1. (also suck round, suck up to) to curry favour (with), to be obsequious (to), to grovel shamelessly (to) in return for favours, esteem etc; thus sucking up n.

[UK]Hotten Dict. of Modern Sl. etc. (2nd edn) 315: suck up ‘to suck up to a person,’ to insinuate oneself into his good graces.
[Ind]Hills & Plains I 43: [T]hey were not lie other fellows ‘mugging up’ languages and ‘sucking’ far and wide for staff appointments.
[UK]Hotten Sl. Dict.
[UK]Kipling ‘Slaves of the Lamp — Part I’ in Complete Stalky & Co. (1987) 57: That little swine Manders miner must have shown him your stuff.
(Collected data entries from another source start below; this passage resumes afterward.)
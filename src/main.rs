mod cli;

use clap::Parser;
use cli::Cli;
use std::process::ExitCode;
use tempmail_confirm::{Config, TempMailClient};
use tracing::{error, info};
use tracing_subscriber::EnvFilter;

#[tokio::main]
async fn main() -> ExitCode {
    dotenvy::dotenv().ok();

    tracing_subscriber::fmt()
        .with_env_filter(
            EnvFilter::try_from_default_env()
                .unwrap_or_else(|_| EnvFilter::new("tempmail_confirm=info")),
        )
        .with_writer(std::io::stderr)
        .with_target(false)
        .init();

    let cli = Cli::parse();

    let client = match cli
        .apply(Config::builder())
        .build()
        .and_then(TempMailClient::new)
    {
        Ok(client) => client,
        Err(e) => {
            error!(error = %e, category = %e.category(), "Invalid configuration");
            return ExitCode::from(2);
        }
    };

    info!(client = ?client, "Starting confirmation run");
    let result = client.run().await;

    match result.to_json_pretty() {
        Ok(json) => println!("{json}"),
        Err(e) => {
            error!(error = %e, "Failed to serialize result");
            return ExitCode::FAILURE;
        }
    }

    if result.is_success() {
        ExitCode::SUCCESS
    } else {
        ExitCode::FAILURE
    }
}
use std::time::Duration;

use axum::extract::State;
use serde::Serialize;
use serde_json::Value;

use crate::cache;
use crate::config;
use crate::guard::AccessGrant;
use crate::middleware::{ApiResponse, ApiResult};
use crate::state::AppState;
use crate::store::DashboardCounts;

#[derive(Debug, Serialize)]
#[serde(rename_all = "camelCase")]
pub struct DashboardStats {
    pub team_members: i64,
    pub active_goals: i64,
    pub workflows: i64,
    pub documents: i64,
    pub open_tasks: i64,
    pub today_appointments: i64,
    pub team_members_trend: i64,
    pub goals_trend: i64,
    pub workflows_trend: i64,
    pub documents_trend: i64,
}

impl From<DashboardCounts> for DashboardStats {
    fn from(c: DashboardCounts) -> Self {
        Self {
            team_members_trend: trend(c.team_members, c.prev_team_members),
            goals_trend: trend(c.active_goals, c.prev_active_goals),
            workflows_trend: trend(c.workflows, c.prev_workflows),
            documents_trend: trend(c.documents, c.prev_documents),
            team_members: c.team_members,
            active_goals: c.active_goals,
            workflows: c.workflows,
            documents: c.documents,
            open_tasks: c.open_tasks,
            today_appointments: c.today_appointments,
        }
    }
}

/// Week-over-week change in percent.
fn trend(current: i64, previous: i64) -> i64 {
    if previous == 0 {
        return 0;
    }
    (((current - previous) as f64 / previous as f64) * 100.0).round() as i64
}

/// GET /api/practices/:practice_id/dashboard-stats
///
/// Served cache-aside: the aggregate battery is expensive and the dashboard
/// polls, so results are held for a short TTL per practice.
pub async fn dashboard_stats(State(state): State<AppState>, grant: AccessGrant) -> ApiResult<Value> {
    let ttl = Duration::from_secs(config::config().cache.dashboard_ttl_secs);
    let repo = grant.repo();

    let stats = cache::get_or_compute(
        state.cache.as_ref(),
        grant.practice_id(),
        "dashboard-stats",
        ttl,
        move || async move {
            let counts = repo.dashboard_counts().await?;
            let stats = DashboardStats::from(counts);
            serde_json::to_value(stats).map_err(|e| {
                tracing::error!("failed to serialize dashboard stats: {}", e);
                crate::error::ApiError::Upstream(e.to_string())
            })
        },
    )
    .await?;

    Ok(ApiResponse::success(stats))
}

#[cfg(test)]
mod tests {
    use super::*;

    #[test]
    fn trend_is_zero_without_baseline() {
        assert_eq!(trend(10, 0), 0);
    }

    #[test]
    fn trend_rounds_percent_change() {
        assert_eq!(trend(12, 10), 20);
        assert_eq!(trend(9, 10), -10);
        assert_eq!(trend(10, 3), 233);
    }

    #[test]
    fn stats_carry_trends_from_counts() {
        let stats = DashboardStats::from(DashboardCounts {
            team_members: 6,
            prev_team_members: 5,
            active_goals: 4,
            prev_active_goals: 4,
            ..Default::default()
        });
        assert_eq!(stats.team_members_trend, 20);
        assert_eq!(stats.goals_trend, 0);
        assert_eq!(stats.team_members, 6);
    }
}
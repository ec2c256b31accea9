use std::sync::Arc;

use praxis_api::cache::MemoryCache;
use praxis_api::state::AppState;
use praxis_api::store::PgStore;

#[tokio::main]
async fn main() {
    // Load .env if present so cargo run picks up DATABASE_URL etc.
    let _ = dotenvy::dotenv();

    // Initialize configuration (this loads the config singleton)
    let config = praxis_api::config::config();

    tracing_subscriber::fmt::init();
    tracing::info!("starting Praxis API in {:?} mode", config.environment);

    let database_url = std::env::var("DATABASE_URL")
        .expect("DATABASE_URL must be set (directly or via .env)");

    let store = PgStore::connect(&database_url)
        .await
        .unwrap_or_else(|e| panic!("failed to connect to database: {}", e));

    let state = AppState::new(Arc::new(store), Arc::new(MemoryCache::new()));
    let app = praxis_api::app(state);

    // Allow deployments to override the port via env
    let port = std::env::var("PRAXIS_API_PORT")
        .ok()
        .or_else(|| std::env::var("PORT").ok())
        .and_then(|s| s.parse::<u16>().ok())
        .unwrap_or(3000);

    let bind_addr = format!("0.0.0.0:{}", port);
    let listener = tokio::net::TcpListener::bind(&bind_addr)
        .await
        .unwrap_or_else(|e| panic!("failed to bind {}: {}", bind_addr, e));

    println!("🚀 Praxis API listening on http://{}", bind_addr);

    axum::serve(listener, app).await.expect("server");
}
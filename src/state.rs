use std::sync::Arc;

use crate::cache::CacheStore;
use crate::store::PracticeStore;

/// Shared handles threaded through the router. Both sides are traits so the
/// binary wires Postgres + the TTL cache while tests wire in-memory fakes.
#[derive(Clone)]
pub struct AppState {
    pub store: Arc<dyn PracticeStore>,
    pub cache: Arc<dyn CacheStore>,
}

impl AppState {
    pub fn new(store: Arc<dyn PracticeStore>, cache: Arc<dyn CacheStore>) -> Self {
        Self { store, cache }
    }
}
He’s always suckin’ up to King.
[UK]Magnet 15 Feb. 6: What are you sucking up to the new kid for, Nugent?
[UK]A. Lunn Harrovians 192: A boy is always an uncertain quality. He does not mind being ‘sucked up to’.
[Ire]Joyce Ulysses 292: Round he goes to Bob Doran that was standing Alf a half one sucking up for what he could get.
[US]A. Bessie Men in Battle 166: In all his political talks he favored the Spanish, ‘sucked up to them,’ the men would say.
[UK]M. Marples Public School Slang 169: Thus a boy is said tosuck roundd, if he tries to ingratiate himself, or he maysuck upp to a master.
[US](con. 1944) N. Mailer Naked and Dead 290: I could be a noncom now if I wanted to [...] suck the way Stanley does.
[US]F. Brown Dead Ringer 33: Sucking up to coppers won’t get you anything arround here.
[UK]G. Kersh Fowlers End (2001) 127: He was the Acting Unpaid Lance-Corporal sucking up to his immediate superior, for the sake of a stripe of tape.
[Ire]T. Murphy Whistle in the Dark Act II: You suck up to them, I fight them.
[US]Dundes & Schonhorn ‘Kansas University Sl.: A New Generation’ in AS XXXVIII:3 169: To curry favor with a professor: suck.
[US]J. Heller Good As Gold (1979) 340: Sophie and I had dinner at the White House once, you know. And we got there on my merits, not by sucking up to an anti-Semitt like Ralph.
[UK]T. Blacker Fixx 127: Sucking up to your betters [...] can only take you so far.
[Aus]M. Coleman Fatty 219: The book said the Queenslanders called Wynn and Pearce the ‘Suck Brothers’ for their relationship with Fearnley.
[UK]Guardian Weekend 14 Aug. 3: He sucks up to anyone famous.
[US]Week (US) 27 Apr. 12: Russia pretends to be rejecting the West, when it knows it needs to suck up instead.
[Aus]P. Temple Truth 97: This shoddy little arsehole, a nothing, no talents, just a political creature who knew how to slime around, [...] how to suck up to those who could advance him.
Young M.A. ‘Eat’ 🎵 You know haters gon’ dickride they gon’ still suck you.
[US]J. Jackson Pineapple Street 21: Georgiana was in the communications department, so her job was to suck up to the [...] donors.

2. to drink.

[US]J.E. Macdonnell Jim Brady 209: How about we suck a jug or two, eh?
[US]H.S. Thompson letter 1 Dec. in Proud Highway (1997) 33: I’m going out to look for someone to [...] suck up a few with me at a smoky grotto called ‘Trader John’s’.
[US]Guild Dict. Homosexual Terms 43: suck up (v.): Drink up; used in a gay bar for last call: ‘Suck up, everybody, motel time’.
[US]C. Loken Come Monday Morning 110: Hell if he was out hittin’ it las’ night chances are he’d be in there right now suckin’ up a few mornin’ taps.

In derivatives

sucking (adj.)

sycophantic.

[UK]Sportsman (London) 7 Aug. 4/1: Notes on News [...] This is how [he] checked the trop de zêle of sucking sergeants and inspectors in carrying it [i.e. a foolish law] out.
suckster (n.)

(N.Z. prison) a sycophant, a toady.

[NZ]D. Looser Boobslang [U. Canterbury D.Phil. thesis] 181/1: suckster n. An inmate who seeks an easy sentence by ingratiating himself with prison authorities.